WHAT IS BEING ASKED:
Work out how many lines of the material below mention the word "that"; reply with the number only.

RECORDS SUPPLIED:
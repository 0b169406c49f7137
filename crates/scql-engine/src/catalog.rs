//! The catalog of tables and views.
//!
//! Tables and views live in two bounded, dense registries. Names are unique
//! across both registries. Every object gets an id from one monotonic
//! counter; ids are never reused, so a view or cursor that kept an id past
//! a drop resolves to "not found" instead of to a newer object.
//!
//! The catalog is also the dispatch point for the operations a cursor can
//! route to a table or a view ([`ObjectId`] is the closed set of the two).

use bytes::Bytes;
use tracing::debug;

use scql_common::config::Limits;
use scql_common::constants::MAX_LP_LENGTH;
use scql_common::error::{ScqlError, ScqlResult};
use scql_common::types::{ObjectId, ObjectName, TableId, ViewId};

use crate::codec;
use crate::predicate::Filter;
use crate::table::{Row, Table};
use crate::view::View;

/// Bounded registries of tables and views.
#[derive(Debug, Clone)]
pub struct Catalog {
    limits: Limits,
    tables: Vec<(TableId, Table)>,
    views: Vec<(ViewId, View)>,
    next_id: u32,
}

impl Catalog {
    /// Creates an empty catalog.
    #[must_use]
    pub fn new(limits: Limits) -> Self {
        Self {
            limits,
            tables: Vec::new(),
            views: Vec::new(),
            next_id: 1,
        }
    }

    /// Returns the limits in force.
    #[inline]
    #[must_use]
    pub fn limits(&self) -> &Limits {
        &self.limits
    }

    /// Iterates over the tables in creation order.
    pub fn tables(&self) -> impl Iterator<Item = (TableId, &Table)> {
        self.tables.iter().map(|(id, table)| (*id, table))
    }

    /// Iterates over the views in creation order.
    pub fn views(&self) -> impl Iterator<Item = (ViewId, &View)> {
        self.views.iter().map(|(id, view)| (*id, view))
    }

    /// Returns the number of tables.
    #[inline]
    #[must_use]
    pub fn table_count(&self) -> usize {
        self.tables.len()
    }

    /// Returns the number of views.
    #[inline]
    #[must_use]
    pub fn view_count(&self) -> usize {
        self.views.len()
    }

    /// Returns true if a table or a view has this name.
    #[must_use]
    pub fn contains_name(&self, name: &[u8]) -> bool {
        self.tables.iter().any(|(_, t)| t.name().as_bytes() == name)
            || self.views.iter().any(|(_, v)| v.name().as_bytes() == name)
    }

    // =========================================================================
    // Lookup
    // =========================================================================

    /// Finds a table by name.
    pub fn find_table(&self, name: &[u8]) -> ScqlResult<TableId> {
        self.tables
            .iter()
            .find(|(_, table)| table.name().as_bytes() == name)
            .map(|(id, _)| *id)
            .ok_or_else(|| ScqlError::TableNotFound {
                name: ObjectName::from_bytes(name),
            })
    }

    /// Finds a view by name.
    pub fn find_view(&self, name: &[u8]) -> ScqlResult<ViewId> {
        self.views
            .iter()
            .find(|(_, view)| view.name().as_bytes() == name)
            .map(|(id, _)| *id)
            .ok_or_else(|| ScqlError::ViewNotFound {
                name: ObjectName::from_bytes(name),
            })
    }

    /// Finds a table or a view by name, tables first.
    pub fn resolve_object(&self, name: &[u8]) -> ScqlResult<ObjectId> {
        if let Ok(id) = self.find_table(name) {
            return Ok(ObjectId::Table(id));
        }
        if let Ok(id) = self.find_view(name) {
            return Ok(ObjectId::View(id));
        }
        Err(ScqlError::ObjectNotFound {
            name: ObjectName::from_bytes(name),
        })
    }

    /// Returns the table with this id.
    pub fn table(&self, id: TableId) -> ScqlResult<&Table> {
        self.tables
            .iter()
            .find(|(tid, _)| *tid == id)
            .map(|(_, table)| table)
            .ok_or_else(|| missing(ObjectId::Table(id)))
    }

    /// Returns the table with this id, mutably.
    pub fn table_mut(&mut self, id: TableId) -> ScqlResult<&mut Table> {
        self.tables
            .iter_mut()
            .find(|(tid, _)| *tid == id)
            .map(|(_, table)| table)
            .ok_or_else(|| missing(ObjectId::Table(id)))
    }

    /// Returns the view with this id.
    pub fn view(&self, id: ViewId) -> ScqlResult<&View> {
        self.views
            .iter()
            .find(|(vid, _)| *vid == id)
            .map(|(_, view)| view)
            .ok_or_else(|| missing(ObjectId::View(id)))
    }

    /// Returns the name of a table or view.
    pub fn object_name(&self, object: ObjectId) -> ScqlResult<&ObjectName> {
        match object {
            ObjectId::Table(id) => Ok(self.table(id)?.name()),
            ObjectId::View(id) => Ok(self.view(id)?.name()),
        }
    }

    fn view_and_table(&self, id: ViewId) -> ScqlResult<(&View, &Table)> {
        let view = self.view(id)?;
        let table = self.table(view.table_id()?)?;
        Ok((view, table))
    }

    // =========================================================================
    // Lifecycle
    // =========================================================================

    /// Creates a table.
    pub fn create_table(
        &mut self,
        name: ObjectName,
        columns: Vec<ObjectName>,
    ) -> ScqlResult<TableId> {
        if self.tables.len() >= self.limits.max_tables {
            return Err(ScqlError::CatalogFull {
                kind: "tables",
                max: self.limits.max_tables,
            });
        }
        check_name(&name, MAX_LP_LENGTH)?;
        if self.contains_name(&name) {
            return Err(ScqlError::ObjectExists { name });
        }
        if columns.is_empty() || columns.len() > self.limits.max_columns {
            return Err(ScqlError::ColumnCount {
                count: columns.len(),
                max: self.limits.max_columns,
            });
        }
        for (i, column) in columns.iter().enumerate() {
            check_name(column, self.limits.max_column_name_length)?;
            if columns[..i].contains(column) {
                return Err(ScqlError::wrong_data(format!(
                    "duplicate column {column} in table {name}"
                )));
            }
        }

        let id = TableId::new(self.allocate_id());
        debug!(table = %name, id = %id, columns = columns.len(), "table created");
        self.tables.push((id, Table::new(name, columns, &self.limits)));
        Ok(id)
    }

    /// Creates a view over `table_name`.
    ///
    /// An empty `column_names` selects every table column in schema order.
    /// Filters must name columns of the table.
    pub fn create_view(
        &mut self,
        name: ObjectName,
        table_name: &[u8],
        column_names: &[ObjectName],
        filters: Vec<Filter>,
    ) -> ScqlResult<ViewId> {
        if self.views.len() >= self.limits.max_views {
            return Err(ScqlError::CatalogFull {
                kind: "views",
                max: self.limits.max_views,
            });
        }
        check_name(&name, MAX_LP_LENGTH)?;
        if self.contains_name(&name) {
            return Err(ScqlError::ObjectExists { name });
        }

        let table_id = self.find_table(table_name)?;
        let object = ObjectId::Table(table_id);
        let column_indexes = self.select_columns(object, column_names)?;
        self.validate_filters(object, &filters)?;

        let id = ViewId::new(self.allocate_id());
        debug!(
            view = %name,
            id = %id,
            table = %ObjectName::from_bytes(table_name),
            columns = column_indexes.len(),
            filters = filters.len(),
            "view created"
        );
        self.views
            .push((id, View::new(name, table_id, column_indexes, filters)));
        Ok(id)
    }

    /// Drops a table and detaches every view that references it.
    ///
    /// The caller detaches a cursor bound to the returned id.
    pub fn drop_table(&mut self, name: &[u8]) -> ScqlResult<TableId> {
        let id = self.find_table(name)?;

        let mut detached = 0;
        for (_, view) in &mut self.views {
            if view.table() == Some(id) {
                view.detach();
                detached += 1;
            }
        }

        if let Some(index) = self.tables.iter().position(|(tid, _)| *tid == id) {
            let (_, mut table) = self.tables.remove(index);
            table.clear();
        }

        debug!(
            table = %ObjectName::from_bytes(name),
            id = %id,
            views_detached = detached,
            "table dropped"
        );
        Ok(id)
    }

    /// Drops a view.
    ///
    /// The caller detaches a cursor bound to the returned id.
    pub fn drop_view(&mut self, name: &[u8]) -> ScqlResult<ViewId> {
        let id = self.find_view(name)?;
        if let Some(index) = self.views.iter().position(|(vid, _)| *vid == id) {
            let (_, mut view) = self.views.remove(index);
            view.drop_references();
        }

        debug!(view = %ObjectName::from_bytes(name), id = %id, "view dropped");
        Ok(id)
    }

    /// Appends an encoded row to a table.
    pub fn insert(&mut self, table_name: &[u8], row: Bytes) -> ScqlResult<usize> {
        let id = self.find_table(table_name)?;
        self.table_mut(id)?.append(row)
    }

    fn allocate_id(&mut self) -> u32 {
        let id = self.next_id;
        self.next_id += 1;
        id
    }

    pub(crate) fn push_view(&mut self, view: View) -> ViewId {
        let id = ViewId::new(self.allocate_id());
        self.views.push((id, view));
        id
    }

    // =========================================================================
    // Dispatch over tables and views
    // =========================================================================

    /// Returns the number of columns `object` exposes.
    pub fn column_count(&self, object: ObjectId) -> ScqlResult<usize> {
        match object {
            ObjectId::Table(id) => Ok(self.table(id)?.column_count()),
            ObjectId::View(id) => Ok(self.view(id)?.column_count()),
        }
    }

    /// Returns the names of the columns `object` exposes.
    pub fn column_names(&self, object: ObjectId) -> ScqlResult<Vec<ObjectName>> {
        match object {
            ObjectId::Table(id) => Ok(self.table(id)?.columns().to_vec()),
            ObjectId::View(id) => {
                let (view, table) = self.view_and_table(id)?;
                Ok(view.column_names(table).into_iter().cloned().collect())
            }
        }
    }

    /// Resolves a column name in `object`'s own column space.
    pub fn resolve_column_index(&self, object: ObjectId, name: &[u8]) -> ScqlResult<usize> {
        match object {
            ObjectId::Table(id) => self.table(id)?.resolve_column_index(name),
            ObjectId::View(id) => {
                let (view, table) = self.view_and_table(id)?;
                view.resolve_column_index(table, name)
            }
        }
    }

    /// Resolves a projection by name.
    ///
    /// Empty selects every column in order. Fails with
    /// [`ScqlError::WrongData`] when wider than the object or naming an
    /// unknown column.
    pub fn select_columns(
        &self,
        object: ObjectId,
        column_names: &[ObjectName],
    ) -> ScqlResult<Vec<usize>> {
        let width = self.column_count(object)?;
        if column_names.is_empty() {
            return Ok((0..width).collect());
        }
        if column_names.len() > width {
            return Err(ScqlError::wrong_data(format!(
                "{} columns selected from {} available",
                column_names.len(),
                width
            )));
        }

        column_names
            .iter()
            .map(|column| match self.resolve_column_index(object, column) {
                Ok(index) => Ok(index),
                Err(ScqlError::ColumnNotFound { column, object: owner }) => Err(
                    ScqlError::wrong_data(format!("unknown column {column} in {owner}")),
                ),
                Err(e) => Err(e),
            })
            .collect()
    }

    /// Checks that every filter names a column filters are evaluated on.
    ///
    /// Filters on a view run against its table, so they may name table
    /// columns the view does not project.
    pub fn validate_filters(&self, object: ObjectId, filters: &[Filter]) -> ScqlResult<()> {
        let table = match object {
            ObjectId::Table(id) => self.table(id)?,
            ObjectId::View(id) => self.view_and_table(id)?.1,
        };
        for filter in filters {
            table.resolve_column_index(filter.column())?;
        }
        Ok(())
    }

    /// Returns the row at a storage position of `object`, in the object's
    /// own column space.
    pub fn row(&self, object: ObjectId, position: usize) -> ScqlResult<Bytes> {
        match object {
            ObjectId::Table(id) => Ok(self.table(id)?.row(position)?.clone()),
            ObjectId::View(id) => {
                let (view, table) = self.view_and_table(id)?;
                let data = table.row(position)?;
                if view.is_identity(table) {
                    Ok(data.clone())
                } else {
                    codec::project(data, view.column_indexes())
                }
            }
        }
    }

    /// Returns the rows of `object` matching `filters`.
    pub fn filter(&self, object: ObjectId, filters: &[Filter]) -> ScqlResult<Vec<Row>> {
        match object {
            ObjectId::Table(id) => self.table(id)?.filter(filters),
            ObjectId::View(id) => {
                let (view, table) = self.view_and_table(id)?;
                view.filter(table, filters)
            }
        }
    }

    /// Deletes the row at a storage position of `object`.
    pub fn delete(&mut self, object: ObjectId, position: usize) -> ScqlResult<()> {
        match object {
            ObjectId::Table(id) => self.table_mut(id)?.delete_at(position).map(|_| ()),
            ObjectId::View(id) => self.view(id)?.delete(position),
        }
    }

    /// Replaces one column of the row at a storage position of `object`.
    ///
    /// For a view, `column_index` is in the view's column space and is
    /// translated to the table's before the update.
    pub fn update(
        &mut self,
        object: ObjectId,
        position: usize,
        column_index: usize,
        value: &[u8],
    ) -> ScqlResult<()> {
        let (table_id, table_column) = match object {
            ObjectId::Table(id) => (id, column_index),
            ObjectId::View(id) => {
                let view = self.view(id)?;
                (view.table_id()?, view.table_column_index(column_index)?)
            }
        };
        self.table_mut(table_id)?
            .update_column(position, table_column, value)
    }
}

impl Default for Catalog {
    fn default() -> Self {
        Self::new(Limits::default())
    }
}

fn check_name(name: &ObjectName, max: usize) -> ScqlResult<()> {
    if name.is_empty() || name.len() > max {
        return Err(ScqlError::NameLength {
            name: name.clone(),
            len: name.len(),
            max,
        });
    }
    Ok(())
}

fn missing(object: ObjectId) -> ScqlError {
    ScqlError::ObjectNotFound {
        name: ObjectName::from(object.to_string().into_bytes()),
    }
}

RESPONSE FOR THIS EXERCISE:
3